# Problem to work on
Look through the records below for the line with "Instructions executed against" and the line with "pub trait LogInstruction", then return those lines and all lines between, exactly.

# Data shown
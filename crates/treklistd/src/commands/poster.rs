//! Module for extracting poster images.

use std::path::Path;

use treklist::error::TrekError;

use super::*;

/// Function for the [`Commands::Poster`] in the CLI.
pub fn poster<I: UserInteraction>(
  interaction: &I,
  session: &Session,
  imdb_id: &str,
  out: &Path,
) -> Result<()> {
  validate_identifier(imdb_id)?;
  let kind = session.catalog().kind_of(imdb_id).ok_or(TrekError::NotFound)?;
  let bytes = session.reference().poster(kind, imdb_id)?;
  std::fs::write(out, &bytes)?;
  interaction.reply(ResponseContent::Success(&format!(
    "Wrote {} byte poster for {imdb_id} to {}",
    bytes.len(),
    out.display()
  )))
}
//! Module for exporting and importing the watched log.

use std::path::Path;

use super::*;

/// Function for the [`Commands::Export`] in the CLI.
pub fn export<I: UserInteraction>(interaction: &I, session: &Session, path: &Path) -> Result<()> {
  session.save_log_as(path)?;
  interaction
    .reply(ResponseContent::Success(&format!("Saved your watched log to {}", path.display())))
}

/// Function for the [`Commands::Import`] in the CLI.
///
/// The session is consumed by the import. This process exits right after, so the next launch
/// is the restart that picks up the imported log.
pub fn import<I: UserInteraction>(interaction: &I, session: Session, path: &Path) -> Result<()> {
  if !interaction.confirm(&format!(
    "Replace your watched log with {}? Your current log will be overwritten.",
    path.display()
  ))? {
    interaction.reply(ResponseContent::Info("Import cancelled"))?;
    return Ok(());
  }

  let restart = session.load_log_from(path)?;
  interaction.reply(ResponseContent::Success(&format!(
    "Imported {} into {}; it takes effect the next time TrekList starts",
    path.display(),
    restart.log_path().display()
  )))
}
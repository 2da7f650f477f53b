//! Instructions executed against the [`UserLog`].
//!
//! Each instruction validates its identifier before touching storage, so a malformed
//! identifier never reaches a query. Writes are single-field upserts that commit on their own.
//!
//! # Examples
//!
//! ```no_run
//! use treklist::{
//!   log::{Get, LogField, Set, UserLog},
//!   prelude::*,
//! };
//!
//! # fn example() -> Result<(), Box<dyn std::error::Error>> {
//! let mut log = UserLog::open("log.db")?;
//! Set::watched("tt0708447", true).execute(&mut log)?;
//! let value = Get::field("tt0708447", LogField::Watched).execute(&mut log)?;
//! assert_eq!(value.as_watched(), Some(true));
//!
//! // Reads also work through a shared borrow
//! let log = &log;
//! assert_eq!(Get::field("tt0708447", LogField::Watched).read(log)?, value);
//! # Ok(())
//! # }
//! ```

use super::*;

/// An operation on the watched log.
pub trait LogInstruction {
  /// What the instruction yields.
  type Output;

  /// Runs the instruction against `log`.
  fn execute(&self, log: &mut UserLog) -> Result<Self::Output>;
}

/// Reads one field of one entry.
#[derive(Debug, Clone)]
pub struct Get {
  /// Identifier to read.
  imdb_id: String,
  /// Field to read.
  field:   LogField,
}

impl Get {
  /// Reads `field` of `imdb_id`.
  pub fn field(imdb_id: impl Into<String>, field: LogField) -> Self {
    Self { imdb_id: imdb_id.into(), field }
  }

  /// Runs the read against a shared handle on `log`.
  ///
  /// [`LogInstruction::execute`] takes the log mutably so reads and writes share one entry
  /// point; use this where only a shared borrow is available.
  pub fn read(&self, log: &UserLog) -> Result<LogValue> { self.query(&log.conn) }

  /// Runs the read on `conn`. Missing rows and null-like values yield the field default.
  fn query(&self, conn: &Connection) -> Result<LogValue> {
    validate_identifier(&self.imdb_id)?;
    let sql = match self.field {
      LogField::Watched => "SELECT watched FROM log WHERE imdb_id = ?1",
      LogField::LastWatched => "SELECT last_watched FROM log WHERE imdb_id = ?1",
    };
    let stored: Option<Value> =
      conn.prepare_cached(sql)?.query_row([&self.imdb_id], |row| row.get(0)).optional()?;
    trace!("Read {} for {}: {stored:?}", self.field, self.imdb_id);

    let Some(stored) = stored else {
      return Ok(self.field.default_value());
    };
    Ok(match self.field {
      LogField::Watched => LogValue::Watched(normalize_watched(&self.imdb_id, stored)?),
      LogField::LastWatched =>
        LogValue::LastWatched(normalize_last_watched(&self.imdb_id, stored)?),
    })
  }
}

impl LogInstruction for Get {
  type Output = LogValue;

  fn execute(&self, log: &mut UserLog) -> Result<Self::Output> { self.read(log) }
}

/// Writes one field of one entry, creating the entry if it doesn't exist.
#[derive(Debug, Clone)]
pub struct Set {
  /// Identifier to write.
  imdb_id: String,
  /// Field and value to store.
  value:   LogValue,
}

impl Set {
  /// Stores `value` for `imdb_id`.
  pub fn value(imdb_id: impl Into<String>, value: LogValue) -> Self {
    Self { imdb_id: imdb_id.into(), value }
  }

  /// Marks `imdb_id` watched or unwatched.
  pub fn watched(imdb_id: impl Into<String>, watched: bool) -> Self {
    Self::value(imdb_id, LogValue::Watched(watched))
  }

  /// Sets the last-watched date of `imdb_id`; `None` clears it.
  pub fn last_watched(imdb_id: impl Into<String>, date: Option<NaiveDate>) -> Self {
    Self::value(imdb_id, LogValue::LastWatched(date))
  }
}

impl LogInstruction for Set {
  type Output = ();

  fn execute(&self, log: &mut UserLog) -> Result<Self::Output> {
    validate_identifier(&self.imdb_id)?;
    let changed = match self.value {
      LogValue::Watched(watched) => log.conn.execute(
        "INSERT INTO log (imdb_id, watched) VALUES (?1, ?2)
         ON CONFLICT(imdb_id) DO UPDATE SET watched = excluded.watched",
        params![self.imdb_id, watched],
      )?,
      LogValue::LastWatched(date) => log.conn.execute(
        "INSERT INTO log (imdb_id, watched, last_watched) VALUES (?1, 0, ?2)
         ON CONFLICT(imdb_id) DO UPDATE SET last_watched = excluded.last_watched",
        params![self.imdb_id, date],
      )?,
    };
    trace!("Set {} for {} to {} ({changed} row)", self.value.field(), self.imdb_id, self.value);
    Ok(())
  }
}
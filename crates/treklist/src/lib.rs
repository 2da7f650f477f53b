//! Catalog and watched-log storage for the TrekList episode tracker.
//!
//! `treklist` is the data layer behind TrekList, providing:
//!
//! - Read-only access to the bundled Star Trek catalog (series, episodes, movies)
//! - Summary statistics over the catalog (counts and total runtime)
//! - A per-user watched log with a watched flag and last-watched date
//! - First-run bootstrap of the per-user data directory and settings
//! - Export and import of the watched log
//!
//! # Getting Started
//!
//! ```no_run
//! use treklist::{log::LogField, prelude::*, session::Session};
//!
//! fn main() -> Result<(), TrekError> {
//!   let mut session = Session::start(Default::default())?;
//!
//!   let stats = session.catalog().stats();
//!   println!("{} episodes across {} series", stats.episode_count, stats.series_count);
//!
//!   session.log_mut().set_watched("tt0708447", true)?;
//!   let watched = session.log().get("tt0708447", LogField::Watched)?;
//!   println!("watched: {watched}");
//!   Ok(())
//! }
//! ```
//!
//! # Module Organization
//!
//! - [`model`]: Catalog record types and identifier validation
//! - [`reference`]: The read-only reference database
//! - [`catalog`]: Catalog snapshot, statistics and per-item lookup
//! - [`runtime`]: Runtime string parsing and day/hour/minute breakdown
//! - [`log`]: The user's watched log
//! - [`settings`]: The per-user settings file
//! - [`session`]: Startup bootstrap and log export/import
//! - [`prelude`]: Common traits and types for ergonomic imports

#![warn(missing_docs, clippy::missing_docs_in_private_items)]

use std::{
  fmt::Display,
  fs,
  io,
  path::{Path, PathBuf},
  str::FromStr,
};

use chrono::NaiveDate;
use lazy_static::lazy_static;
use regex::Regex;
use rusqlite::{params, Connection, OpenFlags, OptionalExtension};
use serde::{Deserialize, Serialize};
use tracing::{debug, trace, warn};
#[cfg(test)] use tracing_test::traced_test;

pub mod catalog;
pub mod error;
pub mod log;
pub mod model;
pub mod reference;
pub mod runtime;
pub mod session;
pub mod settings;

use crate::{error::*, model::*};

/// Common traits and types for ergonomic imports.
///
/// ```no_run
/// use treklist::{log::Set, prelude::*, session::Session};
///
/// fn example() -> Result<(), TrekError> {
///   let mut session = Session::start(Default::default())?;
///   Set::watched("tt0708447", true).execute(session.log_mut())?;
///   Ok(())
/// }
/// ```
pub mod prelude {
  pub use crate::{error::TrekError, log::LogInstruction};
}
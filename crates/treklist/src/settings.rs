//! The per-user settings file.
//!
//! Settings live in `settings.toml` in the data directory. A commented default is written there
//! on first run (see [`DEFAULT_SETTINGS`]); afterwards the file belongs to the user. Missing keys
//! take their defaults, unknown keys are rejected so typos don't go unnoticed.

use chrono::format::{Item, StrftimeItems};

use super::*;

/// The settings template bundled with the application.
pub const DEFAULT_SETTINGS: &str =
  include_str!(concat!(env!("CARGO_MANIFEST_DIR"), "/config/settings.toml"));

/// Everything configurable in TrekList.
#[derive(Debug, Clone, PartialEq, Eq, Default, Serialize, Deserialize)]
#[serde(default, deny_unknown_fields)]
pub struct Settings {
  /// How listings are shown.
  pub display: DisplaySettings,
  /// How the watched log is updated.
  pub log:     LogSettings,
}

/// Listing and poster options.
#[derive(Debug, Clone, PartialEq, Eq, Serialize, Deserialize)]
#[serde(default, deny_unknown_fields)]
pub struct DisplaySettings {
  /// Leave watched episodes and movies out of listings.
  pub hide_watched: bool,
  /// Poster width in pixels.
  pub poster_width: u32,
  /// `strftime` pattern for last-watched dates.
  pub date_format:  String,
}

impl Default for DisplaySettings {
  fn default() -> Self {
    Self { hide_watched: false, poster_width: 300, date_format: "%Y-%m-%d".to_string() }
  }
}

/// Watched-log options.
#[derive(Debug, Clone, PartialEq, Eq, Serialize, Deserialize)]
#[serde(default, deny_unknown_fields)]
pub struct LogSettings {
  /// Record today as the last-watched date when marking something watched.
  pub stamp_on_watch: bool,
}

impl Default for LogSettings {
  fn default() -> Self { Self { stamp_on_watch: true } }
}

impl Settings {
  /// Reads and validates the settings file at `path`.
  pub fn load(path: impl AsRef<Path>) -> Result<Self> {
    let path = path.as_ref();
    debug!("Loading settings from {}", path.display());
    fs::read_to_string(path)?.parse()
  }

  /// Checks values the TOML layout alone can't constrain.
  fn validate(self) -> Result<Self> {
    if self.display.poster_width == 0 {
      return Err(TrekError::Config("display.poster_width must be at least 1".to_string()));
    }
    let date_format = &self.display.date_format;
    if date_format.trim().is_empty()
      || StrftimeItems::new(date_format).any(|item| matches!(item, Item::Error))
    {
      return Err(TrekError::Config(format!("display.date_format {date_format:?} is not valid")));
    }
    Ok(self)
  }
}

impl FromStr for Settings {
  type Err = TrekError;

  fn from_str(s: &str) -> Result<Self> { toml::from_str::<Settings>(s)?.validate() }
}
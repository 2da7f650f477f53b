//! Module for reading and writing the watched log.

use super::*;

/// Function for the [`Commands::Status`] in the CLI.
pub fn status<I: UserInteraction>(interaction: &I, session: &Session, imdb_id: &str) -> Result<()> {
  let title = item_title(session, imdb_id).unwrap_or_else(|| "not in the catalog".to_string());
  interaction.reply(ResponseContent::Info(&format!("{imdb_id}: {title}")))?;

  match session.log().entry(imdb_id)? {
    Some(entry) => {
      let state = if entry.watched { "watched" } else { "not watched" };
      interaction.reply(ResponseContent::Line(&format!(
        "{} {state}, last watched {}",
        watched_mark(entry.watched),
        format_date(session, entry.last_watched)
      )))?;
    },
    None => interaction.reply(ResponseContent::Line(&format!(
      "{} not watched, no log entry yet",
      watched_mark(false)
    )))?,
  }
  Ok(())
}

/// Function for the [`Commands::Get`] in the CLI.
pub fn get<I: UserInteraction>(
  interaction: &I,
  session: &Session,
  imdb_id: &str,
  field: &str,
) -> Result<()> {
  let field: LogField = field.parse()?;
  let value = session.log().get(imdb_id, field)?;
  interaction.reply(ResponseContent::Line(&value.to_string()))
}

/// Function for the [`Commands::Set`] in the CLI.
pub fn set<I: UserInteraction>(
  interaction: &I,
  session: &mut Session,
  imdb_id: &str,
  field: &str,
  value: &str,
) -> Result<()> {
  let field: LogField = field.parse()?;
  let value = LogValue::parse(field, value)?;
  session.log_mut().set(imdb_id, value)?;
  interaction.reply(ResponseContent::Success(&format!("Set {field} of {imdb_id} to {value}")))
}

/// Function for the [`Commands::Watch`] and [`Commands::Unwatch`] in the CLI.
///
/// Marking an item watched also records today's date when `log.stamp_on_watch` is set.
pub fn watch<I: UserInteraction>(
  interaction: &I,
  session: &mut Session,
  imdb_id: &str,
  watched: bool,
) -> Result<()> {
  validate_identifier(imdb_id)?;
  if item_title(session, imdb_id).is_none() {
    interaction.reply(ResponseContent::Warning(&format!("{imdb_id} is not in the catalog")))?;
  }

  let stamp = watched && session.settings().log.stamp_on_watch;
  session.log_mut().set_watched(imdb_id, watched)?;
  if stamp {
    let today = chrono::Local::now().date_naive();
    session.log_mut().set_last_watched(imdb_id, Some(today))?;
  }

  let message =
    if watched { format!("Marked {imdb_id} watched") } else { format!("Marked {imdb_id} not watched") };
  interaction.reply(ResponseContent::Success(&message))
}
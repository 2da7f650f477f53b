//! Catalog record types.
//!
//! These mirror the rows of the bundled reference database. They are read once and never
//! mutated; poster blobs are left out and fetched on demand through
//! [`ReferenceStore::poster`](crate::reference::ReferenceStore::poster).

use super::*;

lazy_static! {
  /// `tt` followed by at least seven digits.
  static ref IMDB_ID: Regex = Regex::new(r"^tt[0-9]{7,}$").unwrap();
}

/// Format used by the catalog for movie release dates, e.g. `"08 Dec 1979"`.
pub const RELEASE_DATE_FORMAT: &str = "%d %b %Y";

/// Checks that `imdb_id` is a well-formed catalog identifier.
///
/// ```
/// use treklist::model::validate_identifier;
///
/// assert!(validate_identifier("tt0060028").is_ok());
/// assert!(validate_identifier("0060028").is_err());
/// ```
pub fn validate_identifier(imdb_id: &str) -> Result<&str> {
  if IMDB_ID.is_match(imdb_id) {
    Ok(imdb_id)
  } else {
    Err(TrekError::InvalidIdentifier(imdb_id.to_string()))
  }
}

/// A series in the catalog.
#[derive(Debug, Clone, PartialEq, Eq, Serialize, Deserialize)]
pub struct CatalogSeries {
  /// IMDb identifier of the series.
  pub imdb_id:       String,
  /// Display title.
  pub title:         String,
  /// Short code such as `TOS`, used as the namespace for the series' episodes.
  pub abbreviation:  String,
  /// Year range the series aired, e.g. `"1966–1969"`.
  pub year:          String,
  /// Number of seasons.
  pub total_seasons: u32,
}

/// A single episode of a series.
#[derive(Debug, Clone, PartialEq, Eq, Serialize, Deserialize)]
pub struct CatalogEpisode {
  /// IMDb identifier of the episode.
  pub imdb_id:      String,
  /// Abbreviation of the parent series.
  pub abbreviation: String,
  /// Season number, starting at 1.
  pub season:       u32,
  /// Episode number within the season, starting at 1.
  pub episode:      u32,
  /// Episode title.
  pub title:        String,
  /// Plot summary.
  pub plot:         String,
  /// Release date as written in the catalog.
  pub released:     String,
  /// Runtime as written in the catalog, `"N/A"` or `"<n> min"`.
  pub runtime:      String,
}

impl CatalogEpisode {
  /// Short `S01E03` style label.
  pub fn code(&self) -> String { format!("S{:02}E{:02}", self.season, self.episode) }
}

/// A feature film.
#[derive(Debug, Clone, PartialEq, Eq, Serialize, Deserialize)]
pub struct CatalogMovie {
  /// IMDb identifier of the movie.
  pub imdb_id:  String,
  /// Movie title.
  pub title:    String,
  /// Release date as written in the catalog, in [`RELEASE_DATE_FORMAT`].
  pub released: String,
  /// Plot summary.
  pub plot:     String,
  /// Director credit.
  pub director: String,
  /// Runtime as written in the catalog.
  pub runtime:  String,
}

impl CatalogMovie {
  /// Parses [`CatalogMovie::released`] into a calendar date.
  pub fn release_date(&self) -> Result<NaiveDate> {
    Ok(NaiveDate::parse_from_str(self.released.trim(), RELEASE_DATE_FORMAT)?)
  }
}

/// Which catalog table an identifier (and its poster) lives in.
#[derive(Debug, Clone, Copy, PartialEq, Eq, Hash)]
pub enum PosterKind {
  /// The `series` table.
  Series,
  /// The `episodes` table.
  Episode,
  /// The `mov` table.
  Movie,
}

# Output of the task
//! Instructions executed against the [`UserLog`].
//!
//! Each instruction validates its identifier before touching storage, so a malformed
//! identifier never reaches a query. Writes are single-field upserts that commit on their own.
//!
//! # Examples
//!
//! ```no_run
//! use treklist::{
//!   log::{Get, LogField, Set, UserLog},
//!   prelude::*,
//! };
//!
//! # fn example() -> Result<(), Box<dyn std::error::Error>> {
//! let mut log = UserLog::open("log.db")?;
//! Set::watched("tt0708447", true).execute(&mut log)?;
//! let value = Get::field("tt0708447", LogField::Watched).execute(&mut log)?;
//! assert_eq!(value.as_watched(), Some(true));
//!
//! // Reads also work through a shared borrow
//! let log = &log;
//! assert_eq!(Get::field("tt0708447", LogField::Watched).read(log)?, value);
//! # Ok(())
//! # }
//! ```

use super::*;

/// An operation on the watched log.
pub trait LogInstruction {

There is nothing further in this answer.